Actuellement, la stratégie française pour atteindre la neutralité carbone, la Stratégie nationale bas carbone (SNBC), accepte une augmentation de la récolte de bois et donc une diminution du carbone stocké dans la forêt proprement dite. Mais elle contrebalance la moitié de cette diminution par un fort développement du carbone stocké dans les produits-bois grâce à l’orientation d’une part plus importante de la récolte vers les produits à longue durée de vie. Très faible aujourd’hui, le puits de carbone dans les produits-bois est censé être multiplié par 10 d’ici 2050, pour atteindre 20 MtCO2.
Cette multiplication par dix est-elle crédible ? Le doute est permis tant elle est éloignée de la situation actuelle comme des prévisions futures, aussi bien du côté de la production de produits-bois que de la demande nationale. Ainsi, la plupart des études de références présentant des projections du puits pour la forêt et le bois ne font que très peu varier la répartition de la récolte entre les différents usages au cours du temps. Côté demande nationale, même les scénarios les plus ambitieux n’atteignent pas de tels volumes pour les sciages ou les panneaux. Atteindre un tel niveau supposerait à la fois une évolution drastique du tissu industriel d’exploitation et de transformation du bois, et un développement important de la demande nationale et/ou de l’export. Cette combinaison est plus qu’ambitieuse et semble impossible à atteindre dans les 30 ans impartis.
Misons sur ces produits bois à longue durée de vie, mais misons sur des scénarios réalistes
Est-ce à dire que favoriser la production et la consommation de produits-bois à longue durée est une mauvaise idée ? Non. C’est une option sans regrets pour le climat, qui devrait être une priorité de notre politique forestière. Mais attention à ne pas surestimer ce qu’on pourra faire. Car si nous parvenons à augmenter massivement la récolte de bois mais que nous échouons à développer aussi fortement les produits-bois à longue durée de vie, alors nous perdrons sur tous les tableaux : nous aurons une dégradation du puits forestier à court et moyen terme, sans un développement suffisant du puits dans les produits bois pour équilibrer. Et l’impact sur le bilan carbone à l’horizon 2050 sera négatif.

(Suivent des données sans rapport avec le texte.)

//! ktrace(2) records: a serialized record handed to `utrace(2)` from
//! userspace or to `ktrstruct` inside the kernel.

use super::{Logger, TraceRecord};
use crate::ir::{IrBuilder, IrType};
use crate::policy::KTraceTarget;
use crate::serializer::Serializer;

/// Serializes each record and passes the buffer to the ktrace facility
#[derive(Debug)]
pub struct KTraceLogger {
    target: KTraceTarget,
    serializer: Box<dyn Serializer>,
}

impl KTraceLogger {
    pub fn new(target: KTraceTarget, serializer: Box<dyn Serializer>) -> Self {
        Self { target, serializer }
    }

    pub fn target(&self) -> KTraceTarget {
        self.target
    }
}

impl Logger for KTraceLogger {
    fn function_name(&self) -> &'static str {
        match self.target {
            KTraceTarget::Kernel => "ktrstruct",
            KTraceTarget::Userspace | KTraceTarget::None => "utrace",
        }
    }

    fn log(&self, b: &mut IrBuilder, record: &TraceRecord) -> bool {
        if self.target == KTraceTarget::None {
            return false;
        }

        let Some(data) = self.serializer.serialize(b, record.params, record.values) else {
            return false;
        };

        let name = self.function_name();
        match self.target {
            KTraceTarget::Kernel => {
                // void ktrstruct(const char *name, const void *data, size_t datalen)
                b.module_mut().get_or_insert_function(
                    name,
                    IrType::Void,
                    vec![IrType::i8_ptr(), IrType::i8_ptr(), IrType::i64()],
                    false,
                );
                let label = b.global_string(record.name);
                b.call(name, IrType::Void, vec![label, data.buffer.clone(), data.size.clone()]);
            }
            KTraceTarget::Userspace | KTraceTarget::None => {
                // int utrace(const void *addr, size_t len)
                b.module_mut().get_or_insert_function(
                    name,
                    IrType::i32(),
                    vec![IrType::i8_ptr(), IrType::i64()],
                    false,
                );
                b.call(name, IrType::i32(), vec![data.buffer.clone(), data.size.clone()]);
            }
        }

        self.serializer.cleanup(b, &data);
        true
    }
}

Les Assises de la forêt et du bois donnent aux acteurs l’opportunité de proposer des actions opérationnelles pour répondre aux enjeux de la filière. Elles sont également l’occasion de discuter des objectifs fixés et de préparer la nouvelle SNBC, pour laquelle les travaux ont déjà commencé. Misons sur les produits-bois à longue durée de vie, définissons concrètement les politiques et la trajectoire opérationnelle que cela suppose pour la filière. Mais misons aussi sur des scénarios réalistes.